お茶子ちゃんの個性でお茶子ちゃん以外を軽くしてスタンバイする。この時点で俺たちに視線が向いているのは気のせいじゃないだろう。そりゃ1000万以上のポイントを稼げるんだから狙いにくるよな。騎手の俺は責任重大だ。
「基本的には出久が指示出してくれ。危ない時は勝手に動く」
「うん。わかった」
悔しいが、瞬時の状況判断、思考能力なら出久の方が上だろう。それに1000万を背負っているなら勝手に動くなんて真似冗談でもできない。確実にとれるハチマキを取り、後は逃げに徹する。それがチームとして一番になる確実な道だろう。
『よぉーし組み終わったな!準備はいいかなんて聞かねぇぞ!いくぜ!残虐バトルロイヤルカウントダウン!3、2、1!』
「んじゃ、よろしく」
『スタート!!』
「実質
「須一くん頂くよー!」
「夜嵐くん!お願い!」
「オッケーっス!」
スタートと同時に取りに来た二組から逃げるためにイナサが個性を使って俺たちを宙へと運ぶ。今体が軽くなっているからか、まるで風になったかのような気分だ。
「さぁ着地するっスよ!下にいるみなさんお気をつけて!」
二組から逃げ比較的誰もいないところにホバリングの要領で着地する。着地時には周囲に風を巻き上げるため容易に近づくことはできない。まさに無敵の移動要塞である。
「騎馬戦の機動力じゃねーってこれ!」
「すごいよ夜嵐くん!」
「それほどでも!!」
「みんな前!障子くんがきてる……けど、一人!?」
お茶子ちゃんと二人でイナサを褒めていると出久から報告が飛んできた。前を見ると目蔵がこちらに向かって走ってきている。一人に見えるが、あれは恐らく。
「触手腕の中!多分実か梅雨ちゃんがいるぜ!騎馬の三人は足元気を付けてくれ!丸っこいやつが飛んで来たら触らねぇように!」
「この俺の足にくっついてるやつ?」
「バカイナサ!!」
イナサを叱責したのも束の間、目蔵の方から俺のハチマキを狙って何かが伸びてきた。
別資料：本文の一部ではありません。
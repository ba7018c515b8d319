/*
 * SPDX-FileCopyrightText: 2026 The pagerank-pools authors
 *
 * SPDX-License-Identifier: Apache-2.0 OR LGPL-2.1-or-later
 */

use std::sync::atomic::{AtomicUsize, Ordering};

use crossbeam_utils::atomic::AtomicCell;
use crossbeam_utils::CachePadded;
use dsi_progress_logger::ProgressLog;

use super::{check_damping, Kernel, RankBuffers, RankSolver, DEFAULT_DAMPING};
use crate::error::{Error, Result};
use crate::graphs::dual_graph::DualGraph;
use crate::utils::partition::even_ranges;
use crate::utils::sync::{BreakOnPanic, BrokenBarrier, PhaseBarrier};

/// Parallel PageRank using workers bound to fixed ranges of nodes.
///
/// Each of the workers is assigned a contiguous range of nodes of (almost)
/// equal size when it is spawned. Workers and the main thread synchronize
/// on a [`PhaseBarrier`] with one party more than the number of workers,
/// which they wait on twice per iteration:
///
/// 1. the main thread computes the rank of dangling nodes, publishes it
///    together with the index of the current vector, and arrives at the
///    barrier; after leaving the barrier, each worker reads the published
///    values and updates its range of the next vector;
/// 2. workers arrive at the barrier when they are done, so that the main
///    thread can swap the vectors after leaving it.
///
/// If a worker cannot be spawned or panics, the barrier is broken and the
/// computation fails instead of blocking forever. The result is identical to
/// that of [`SinglePassPageRank`](super::single_pass::SinglePassPageRank).
#[derive(Debug, Clone)]
pub struct BarrierPageRank {
    damping: f64,
    num_threads: usize,
}

/// The values the main thread publishes at each iteration.
#[derive(Debug, Default)]
struct Published {
    sum_b: AtomicCell<f64>,
    current: AtomicUsize,
}

impl Default for BarrierPageRank {
    fn default() -> Self {
        Self::new()
    }
}

impl BarrierPageRank {
    /// Creates a solver using as many threads as there are CPUs.
    pub fn new() -> Self {
        Self {
            damping: DEFAULT_DAMPING,
            num_threads: num_cpus::get(),
        }
    }

    /// Sets the damping factor.
    ///
    /// # Panics
    ///
    /// Panics if `damping` is not in [0 . . 1].
    pub fn damping(&mut self, damping: f64) -> &mut Self {
        check_damping(damping);
        self.damping = damping;
        self
    }

    /// Sets the number of worker threads.
    ///
    /// # Panics
    ///
    /// Panics if `num_threads` is zero.
    pub fn num_threads(&mut self, num_threads: usize) -> &mut Self {
        assert!(num_threads > 0, "The number of threads must be positive");
        self.num_threads = num_threads;
        self
    }
}

impl RankSolver for BarrierPageRank {
    fn name(&self) -> &'static str {
        "barrier"
    }

    fn solve_with_logging(
        &self,
        graph: &DualGraph,
        iterations: usize,
        pl: &mut impl ProgressLog,
    ) -> Result<Box<[f32]>> {
        let num_nodes = graph.num_nodes();
        log::info!("Damping factor: {}", self.damping);
        log::info!("Threads: {}", self.num_threads);
        log::info!("Dangling nodes: {}", graph.num_dangling());

        let mut buffers = RankBuffers::new(num_nodes)?;
        let kernel = Kernel::new(graph, self.damping);
        let mut shared = buffers.share();
        let cells = shared.cells;
        let barrier = PhaseBarrier::new(self.num_threads + 1);
        let published = CachePadded::new(Published::default());

        pl.item_name("iteration");
        pl.expected_updates(Some(iterations));
        pl.start(format!(
            "Computing barrier PageRank with {} threads...",
            self.num_threads
        ));

        std::thread::scope(|scope| -> Result<()> {
            let _guard = BreakOnPanic(&barrier);
            let mut workers = Vec::with_capacity(self.num_threads);

            for (index, range) in even_ranges(num_nodes, self.num_threads).enumerate() {
                let barrier = &barrier;
                let published = &published;
                let spawned = std::thread::Builder::new()
                    .name(format!("barrier-worker-{index}"))
                    .spawn_scoped(scope, move || -> std::result::Result<(), BrokenBarrier> {
                        let _guard = BreakOnPanic(barrier);
                        log::trace!("Worker {index} started on nodes {range:?}");
                        for _ in 0..iterations {
                            barrier.wait()?;
                            // Ordered by the barrier
                            let current = published.current.load(Ordering::Relaxed);
                            let sum_b = published.sum_b.load();
                            // SAFETY: ranges are disjoint, and the main thread
                            // does not touch the vectors until the next wait.
                            unsafe {
                                kernel.update_range(
                                    range.clone(),
                                    cells[current],
                                    cells[current ^ 1],
                                    sum_b,
                                )
                            };
                            barrier.wait()?;
                        }
                        log::trace!("Worker {index} stopped");
                        Ok(())
                    });
                match spawned {
                    Ok(worker) => workers.push(worker),
                    Err(source) => {
                        // Releases the workers spawned so far, which the
                        // scope joins
                        barrier.break_barrier();
                        return Err(Error::Spawn { index, source });
                    }
                }
            }

            let mut result: Result<()> = Ok(());
            for _ in 0..iterations {
                // SAFETY: workers are waiting for the first phase
                let sum_b = kernel.dangling_rank(unsafe { shared.current_reader() });
                log::debug!("Dangling rank: {sum_b}");
                published.sum_b.store(sum_b);
                published
                    .current
                    .store(shared.current_index(), Ordering::Relaxed);
                if let Err(err) = barrier.wait().and_then(|_| barrier.wait()) {
                    result = Err(err.into());
                    break;
                }
                shared.swap();
                pl.update();
            }

            for worker in workers {
                if worker.join().is_err() {
                    result = Err(Error::WorkerPanicked);
                }
            }
            result
        })?;

        pl.done();
        drop(shared);
        Ok(buffers.into_current())
    }
}
/*
 * SPDX-FileCopyrightText: 2026 The pagerank-pools authors
 *
 * SPDX-License-Identifier: Apache-2.0 OR LGPL-2.1-or-later
 */

pub mod dual_graph;
pub mod random;

pub mod prelude {
    pub use super::dual_graph::DualGraph;
    pub use super::random::{ErdosRenyi, UniformArcs};
}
避けながらそれを見てみると、ピンク色の……。
「梅雨ちゃんもか!」
「さすがね須一ちゃん……!」
「ありがとう!イナサ、もういけるか!?」
「いけるっス!さようなら俺の靴!」
「二人とも強いはずやのに、このドタバタ感……」
仕方ない。イナサは実の個性を知らなかったんだし、俺も注意するのが遅れ、出久は気づくのが遅れた。ただこういう状況からでも逃げられるくらいの力を持ってるってことでここは納得してくださらない?
「調子のんなや須一!!」
「その声は!」
このまま悠々と空の旅を楽しもうかと思っていたところに、なぜか懐かしく感じるあの声が。そう、我らがクソヤンキー、勝己その人である。
「組む相手間違えたな!!死ねや!!」
「俺に障害物競走で負けた気分はどうですかぁ?」
「」
あ、キレた。
「須一くん!大丈夫!?」
「おう!イナサ、気にせず頼む!」
「ファイトっス!」
確か、出久が言うには勝己は右の大振りが大好きなんだったか。
「んなっ」
「ビンゴ!スイッチ。モード『power』!」
出久の情報通り右の大振りがきたため、それを掴んでモード『power』にスイッチする。そして勝己の騎馬の頭上目掛けて勢いよく勝己を放り投げた。
「範太!しっかりキャッチしろよ!!」
「マジか」
なるほど。空中で動き回れる勝己が好き勝手取りに行って、範太が回収するっていう感じか。三奈ちゃんがいるのは恐らく焦凍対策で、鋭児郎は根性で選んだのだろうか。勝己はみんなの個性を知らないからちゃんとチームを組めるか心配だったが、みんなの方からアピールしてくれたようで一安心。まぁ勝己は誰とチームでも通過してくるだろうが。
「かっちゃんを投げ飛ばすなんて……」
「出久が勝己のクセ教えてくれたからだぜ。じゃなきゃあんな戦闘センスお化け、不安定な状態で相手できねぇって」
『さぁここで7分経過した現在の順位を見てみよう!……って、あら?A組須一以外パッとしねぇ!!てか爆豪ゼロポイント!?』
「何ッ!?」
「さっきの着地のスキを狙われたんだと思う」
まさか勝己がハチマキを取られるとは。いや、俺のせいかもしれんが。どちらにせよ勝己はハチマキを取り返して上がってくるだろうから気にしなくていいか。むしろあいつの性格上取られたものを取り返しに行くだろうから、しばらくこっちにこなくなってラッキーだ。
「これは逃げ切りがやりやすそうだね。みんな、今まで通り……っていうわけには」
「いかなそうじゃね?」
残り半分を切ってこのまま逃げ切れるかと思えば、俺たちの正面に焦凍のチームがやってきた。どう見ても取る気満々である。
「貰うぞ、それ」
「誰がやるか!大人しく負けてろ!」
やる気満々な焦凍に、俺は迷わず中指を立てた。